AIM: The aim of this study is to analyze and compare existing diagnostic models based on radiomics to differentiate and detect clinically significant prostate cancer in patients with a PI-RADS 3 category.
MATERIALS AND METHODS: A comprehensive search of the PubMed, Scopus, and Web of Science databases was conducted using the following keywords: PI-RADS 3, radiomics, texture analysis, clinically significant prostate cancer, with additional emphasis on studies evaluated by Radiology Quality Score. The selected studies were required to meet the following criteria: (1) identification of PI-RADS 3 according to version 2.1 guidelines, (2) use of systemic biopsy as a control, (3) use of tools compatible with the IBSI standard for analyzing radiologic features, and (4) detailed description of methodology. Consequently, four meta-analyses and 12 original articles were selected.

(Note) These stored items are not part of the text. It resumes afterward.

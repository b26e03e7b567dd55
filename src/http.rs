//! Transport primitives shared by API calls and OAuth token exchanges.
//!
//! [`ReqwestHttpClient`] wraps one reqwest client for both paths. Token exchanges run through the
//! `oauth2` crate, which only sees an [`AsyncHttpClient`]; the [`InstrumentedHandle`] it receives
//! records the HTTP status and `Retry-After` hint into a [`ResponseMetadataSlot`] so the refresh
//! path can tell a rejected grant from a malformed success body after `oauth2` has resolved.

// std
use std::ops::Deref;
// crates.io
use oauth2::{AsyncHttpClient, HttpClientError, HttpRequest, HttpResponse};
use reqwest::header::{HeaderMap, RETRY_AFTER};
use time::format_description::well_known::Rfc2822;
// self
use crate::{_prelude::*, error::ConfigError};

/// Captures metadata from the most recent HTTP response for downstream error mapping.
#[derive(Clone, Debug, Default)]
pub struct ResponseMetadata {
	/// HTTP status code, if a response was received.
	pub status: Option<u16>,
	/// Retry-After hint expressed as a relative duration.
	pub retry_after: Option<Duration>,
}

/// Thread-safe slot for sharing [`ResponseMetadata`] between transport and error layers.
#[derive(Clone, Debug, Default)]
pub struct ResponseMetadataSlot(Arc<Mutex<Option<ResponseMetadata>>>);
impl ResponseMetadataSlot {
	/// Stores new metadata for the current request.
	pub fn store(&self, meta: ResponseMetadata) {
		*self.0.lock() = Some(meta);
	}

	/// Returns the captured metadata, if any, consuming it from the slot.
	pub fn take(&self) -> Option<ResponseMetadata> {
		self.0.lock().take()
	}
}

/// Thin wrapper around [`ReqwestClient`] so shared HTTP behavior lives in one place.
///
/// Token requests should not follow redirects; [`ReqwestHttpClient::build_default`] disables
/// them, and any custom client passed to [`ReqwestHttpClient::with_client`] should do the same.
#[derive(Clone, Debug)]
pub struct ReqwestHttpClient(pub ReqwestClient);
impl ReqwestHttpClient {
	/// Wraps an existing reqwest [`ReqwestClient`].
	pub fn with_client(client: ReqwestClient) -> Self {
		Self(client)
	}

	/// Builds the default client (no redirects, rustls).
	pub fn build_default() -> Result<Self, ConfigError> {
		let client = ReqwestClient::builder()
			.redirect(reqwest::redirect::Policy::none())
			.user_agent(concat!(env!("CARGO_PKG_NAME"), "/", env!("CARGO_PKG_VERSION")))
			.build()?;

		Ok(Self(client))
	}

	/// Builds an instrumented handle that captures response metadata for `oauth2`.
	pub fn instrumented(&self, slot: ResponseMetadataSlot) -> InstrumentedHandle {
		InstrumentedHandle::new(self.0.clone(), slot)
	}
}
impl AsRef<ReqwestClient> for ReqwestHttpClient {
	fn as_ref(&self) -> &ReqwestClient {
		&self.0
	}
}
impl Deref for ReqwestHttpClient {
	type Target = ReqwestClient;

	fn deref(&self) -> &Self::Target {
		&self.0
	}
}

struct InstrumentedHttpClient {
	client: ReqwestClient,
	slot: ResponseMetadataSlot,
}

/// [`AsyncHttpClient`] handle returned by [`ReqwestHttpClient::instrumented`].
#[derive(Clone)]
pub struct InstrumentedHandle(Arc<InstrumentedHttpClient>);
impl InstrumentedHandle {
	fn new(client: ReqwestClient, slot: ResponseMetadataSlot) -> Self {
		Self(Arc::new(InstrumentedHttpClient { client, slot }))
	}
}
impl<'c> AsyncHttpClient<'c> for InstrumentedHandle {
	type Error = HttpClientError<ReqwestError>;
	type Future =
		Pin<Box<dyn Future<Output = Result<HttpResponse, Self::Error>> + 'c + Send + Sync>>;

	fn call(&'c self, request: HttpRequest) -> Self::Future {
		let client = Arc::clone(&self.0);

		Box::pin(async move {
			client.slot.take();

			let response = client
				.client
				.execute(request.try_into().map_err(Box::new)?)
				.await
				.map_err(Box::new)?;
			let status = response.status();
			let headers = response.headers().to_owned();
			let retry_after = parse_retry_after(&headers);

			client.slot.store(ResponseMetadata { status: Some(status.as_u16()), retry_after });

			let mut response_new =
				HttpResponse::new(response.bytes().await.map_err(Box::new)?.to_vec());

			*response_new.status_mut() = status;
			*response_new.headers_mut() = headers;

			Ok(response_new)
		})
	}
}

/// Parses a `Retry-After` header given either as delta-seconds or as an HTTP date.
pub(crate) fn parse_retry_after(headers: &HeaderMap) -> Option<Duration> {
	let value = headers.get(RETRY_AFTER)?;
	let raw = value.to_str().ok()?.trim();

	if let Ok(secs) = raw.parse::<u32>() {
		return Some(Duration::seconds(i64::from(secs)));
	}
	if let Ok(moment) = OffsetDateTime::parse(raw, &Rfc2822) {
		let delta = moment - OffsetDateTime::now_utc();

		if delta.is_positive() {
			return Some(delta);
		}
	}

	None
}

#[cfg(test)]
mod tests {
	// crates.io
	use reqwest::header::HeaderValue;
	// self
	use super::*;

	#[test]
	fn retry_after_accepts_delta_seconds() {
		let mut headers = HeaderMap::new();

		headers.insert(RETRY_AFTER, HeaderValue::from_static("120"));

		assert_eq!(parse_retry_after(&headers), Some(Duration::seconds(120)));
	}

	#[test]
	fn retry_after_ignores_garbage_and_past_dates() {
		let mut headers = HeaderMap::new();

		assert_eq!(parse_retry_after(&headers), None);

		headers.insert(RETRY_AFTER, HeaderValue::from_static("soon"));

		assert_eq!(parse_retry_after(&headers), None);

		headers.insert(RETRY_AFTER, HeaderValue::from_static("Wed, 21 Oct 2015 07:28:00 GMT"));

		assert_eq!(parse_retry_after(&headers), None);
	}

	#[test]
	fn metadata_slot_take_clears_value() {
		let slot = ResponseMetadataSlot::default();

		slot.store(ResponseMetadata { status: Some(401), retry_after: None });

		assert_eq!(slot.take().and_then(|meta| meta.status), Some(401));
		assert!(slot.take().is_none());
	}
}
// self
use crate::{
	_prelude::*,
	auth::ActivityId,
	client::ApiRequest,
	obs::OpKind,
	resources::{
		Activity, ActivityQuery, DEFAULT_RECENT_LIMIT, MAX_PER_PAGE, StravaResources, call,
	},
};

impl StravaResources {
	/// Most recent activities, newest first; `limit` defaults to 10 and is capped at 200.
	pub async fn recent_activities(&self, limit: Option<u32>) -> Result<Vec<Activity>> {
		let limit = limit.unwrap_or(DEFAULT_RECENT_LIMIT).clamp(1, MAX_PER_PAGE);

		call(OpKind::RecentActivities, async {
			let activities = self
				.fetch::<Vec<Activity>>(
					ApiRequest::get("athlete/activities").query("per_page", limit),
				)
				.await?;

			tracing::info!(count = activities.len(), limit, "recent activities fetched");

			Ok(activities)
		})
		.await
	}

	/// One page of the activity listing.
	pub async fn activities(&self, query: ActivityQuery) -> Result<Vec<Activity>> {
		call(OpKind::Activities, async {
			self.fetch(ApiRequest::get("athlete/activities").params(query.to_params())).await
		})
		.await
	}

	/// Detailed activity.
	pub async fn activity(&self, id: &ActivityId) -> Result<Activity> {
		call(OpKind::Activity, async {
			self.fetch(ApiRequest::get(format!("activities/{id}"))).await
		})
		.await
	}
}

RESULTS: Radiomics-based diagnostic models have demonstrated considerable potential for enhancing the accuracy of detecting clinically significant prostate cancer in the PI-RADS 3 category using the PI-RADS V2.1 system. However, studies by A. Stanzione A. et al. and J. Bleker et al. have identified quality issues with such models, which constrains their clinical application based on low Radiology Quality Score values. In contrast, the works of T. Li et al. and Y. Hou et al. proposed innovative methods, including nomogram development and the application of machine learning, which demonstrated the potential of radiomics in improving diagnosis for this category. This indicates the potential for further development and application of radiomics in clinical practice.
CONCLUSIONS: Although the models developed today cannot completely replace PI-RADS, the inclusion of radiomics can greatly enhance the efficiency of the diagnostic process by providing radiologists with quantitative and qualitative criteria that will enable the diagnosis of prostate cancer with greater confidence.